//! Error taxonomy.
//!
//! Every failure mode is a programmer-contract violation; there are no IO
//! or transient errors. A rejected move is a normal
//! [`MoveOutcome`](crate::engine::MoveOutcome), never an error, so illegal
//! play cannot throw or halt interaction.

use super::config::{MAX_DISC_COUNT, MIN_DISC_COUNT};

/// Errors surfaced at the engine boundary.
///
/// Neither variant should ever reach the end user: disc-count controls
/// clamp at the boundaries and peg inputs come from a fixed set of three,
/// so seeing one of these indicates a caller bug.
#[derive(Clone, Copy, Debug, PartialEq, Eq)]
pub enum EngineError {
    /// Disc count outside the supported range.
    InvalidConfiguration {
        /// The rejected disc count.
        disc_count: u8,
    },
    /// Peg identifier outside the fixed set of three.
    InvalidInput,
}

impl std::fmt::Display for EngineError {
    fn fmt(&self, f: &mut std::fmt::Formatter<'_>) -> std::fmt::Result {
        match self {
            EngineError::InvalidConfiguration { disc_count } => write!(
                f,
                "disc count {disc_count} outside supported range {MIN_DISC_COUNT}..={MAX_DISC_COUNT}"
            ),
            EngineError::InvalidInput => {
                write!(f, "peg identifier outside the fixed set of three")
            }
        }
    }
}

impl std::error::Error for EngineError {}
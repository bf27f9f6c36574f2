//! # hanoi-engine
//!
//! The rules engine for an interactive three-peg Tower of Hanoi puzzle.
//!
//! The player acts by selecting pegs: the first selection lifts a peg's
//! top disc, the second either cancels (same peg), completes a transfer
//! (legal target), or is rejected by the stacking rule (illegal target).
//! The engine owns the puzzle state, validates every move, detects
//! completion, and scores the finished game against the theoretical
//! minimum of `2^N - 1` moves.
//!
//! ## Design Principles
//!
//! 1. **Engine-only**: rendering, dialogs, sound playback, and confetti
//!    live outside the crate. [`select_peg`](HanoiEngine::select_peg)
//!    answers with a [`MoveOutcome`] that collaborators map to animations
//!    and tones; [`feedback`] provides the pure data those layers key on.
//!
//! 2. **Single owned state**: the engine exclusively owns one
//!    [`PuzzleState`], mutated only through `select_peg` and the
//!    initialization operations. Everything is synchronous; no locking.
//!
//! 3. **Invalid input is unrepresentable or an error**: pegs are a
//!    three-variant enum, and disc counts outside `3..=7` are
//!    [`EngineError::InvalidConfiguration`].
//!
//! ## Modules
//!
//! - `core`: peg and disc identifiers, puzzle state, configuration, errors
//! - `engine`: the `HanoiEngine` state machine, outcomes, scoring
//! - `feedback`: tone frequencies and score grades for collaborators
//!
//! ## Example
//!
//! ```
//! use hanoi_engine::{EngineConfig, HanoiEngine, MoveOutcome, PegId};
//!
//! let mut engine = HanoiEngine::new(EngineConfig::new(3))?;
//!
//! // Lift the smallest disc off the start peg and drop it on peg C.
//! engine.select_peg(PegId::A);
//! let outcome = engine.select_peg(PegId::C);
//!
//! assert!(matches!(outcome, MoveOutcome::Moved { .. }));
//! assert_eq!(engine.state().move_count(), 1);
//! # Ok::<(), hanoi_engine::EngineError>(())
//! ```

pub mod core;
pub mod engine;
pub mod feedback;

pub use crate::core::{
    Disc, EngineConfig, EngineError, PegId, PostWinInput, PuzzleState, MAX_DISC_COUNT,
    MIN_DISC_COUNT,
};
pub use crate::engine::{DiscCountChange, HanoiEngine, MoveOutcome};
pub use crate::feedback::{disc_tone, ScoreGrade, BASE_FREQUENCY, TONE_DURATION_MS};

→ Your task: Write out the entries above word for word.

→ Answer area:
//! Error taxonomy.
//!
//! Every failure mode is a programmer-contract violation; there are no IO
//! or transient errors. A rejected move is a normal
//! [`MoveOutcome`](crate::engine::MoveOutcome), never an error, so illegal
//! play cannot throw or halt interaction.

use super::config::{MAX_DISC_COUNT, MIN_DISC_COUNT};

/// Errors surfaced at the engine boundary.
///
/// Neither variant should ever reach the end user: disc-count controls
/// clamp at the boundaries and peg inputs come from a fixed set of three,
/// so seeing one of these indicates a caller bug.
#[derive(Clone, Copy, Debug, PartialEq, Eq)]
pub enum EngineError {
    /// Disc count outside the supported range.
    InvalidConfiguration {
        /// The rejected disc count.
        disc_count: u8,
    },
    /// Peg identifier outside the fixed set of three.
    InvalidInput,
}

impl std::fmt::Display for EngineError {
    fn fmt(&self, f: &mut std::fmt::Formatter<'_>) -> std::fmt::Result {
        match self {
            EngineError::InvalidConfiguration { disc_count } => write!(
                f,
                "disc count {disc_count} outside supported range {MIN_DISC_COUNT}..={MAX_DISC_COUNT}"
            ),
            EngineError::InvalidInput => {
                write!(f, "peg identifier outside the fixed set of three")
            }
        }
    }
}

impl std::error::Error for EngineError {}
repository bf27f9f6c36574f2
//! # hanoi-engine
//!
//! The rules engine for an interactive three-peg Tower of Hanoi puzzle.
//!
//! The player acts by selecting pegs: the first selection lifts a peg's
//! top disc, the second either cancels (same peg), completes a transfer
//! (legal target), or is rejected by the stacking rule (illegal target).
//! The engine owns the puzzle state, validates every move, detects
//! completion, and scores the finished game against the theoretical
//! minimum of `2^N - 1` moves.
//!
//! ## Design Principles
//!
//! 1. **Engine-only**: rendering, dialogs, sound playback, and confetti
//!    live outside the crate. [`select_peg`](HanoiEngine::select_peg)
//!    answers with a [`MoveOutcome`] that collaborators map to animations
//!    and tones; [`feedback`] provides the pure data those layers key on.
//!
//! 2. **Single owned state**: the engine exclusively owns one
//!    [`PuzzleState`], mutated only through `select_peg` and the
//!    initialization operations. Everything is synchronous; no locking.
//!
//! 3. **Invalid input is unrepresentable or an error**: pegs are a
//!    three-variant enum, and disc counts outside `3..=7` are
//!    [`EngineError::InvalidConfiguration`].
//!
//! ## Modules
//!
//! - `core`: peg and disc identifiers, puzzle state, configuration, errors
//! - `engine`: the `HanoiEngine` state machine, outcomes, scoring
//! - `feedback`: tone frequencies and score grades for collaborators
//!
//! ## Example
//!
//! ```
//! use hanoi_engine::{EngineConfig, HanoiEngine, MoveOutcome, PegId};
//!
//! let mut engine = HanoiEngine::new(EngineConfig::new(3))?;
//!
//! // Lift the smallest disc off the start peg and drop it on peg C.
//! engine.select_peg(PegId::A);
//! let outcome = engine.select_peg(PegId::C);
//!
//! assert!(matches!(outcome, MoveOutcome::Moved { .. }));
//! assert_eq!(engine.state().move_count(), 1);
//! # Ok::<(), hanoi_engine::EngineError>(())
//! ```

pub mod core;
pub mod engine;
pub mod feedback;

pub use crate::core::{
    Disc, EngineConfig, EngineError, PegId, PostWinInput, PuzzleState, MAX_DISC_COUNT,
    MIN_DISC_COUNT,
};
pub use crate::engine::{DiscCountChange, HanoiEngine, MoveOutcome};
pub use crate::feedback::{disc_tone, ScoreGrade, BASE_FREQUENCY, TONE_DURATION_MS};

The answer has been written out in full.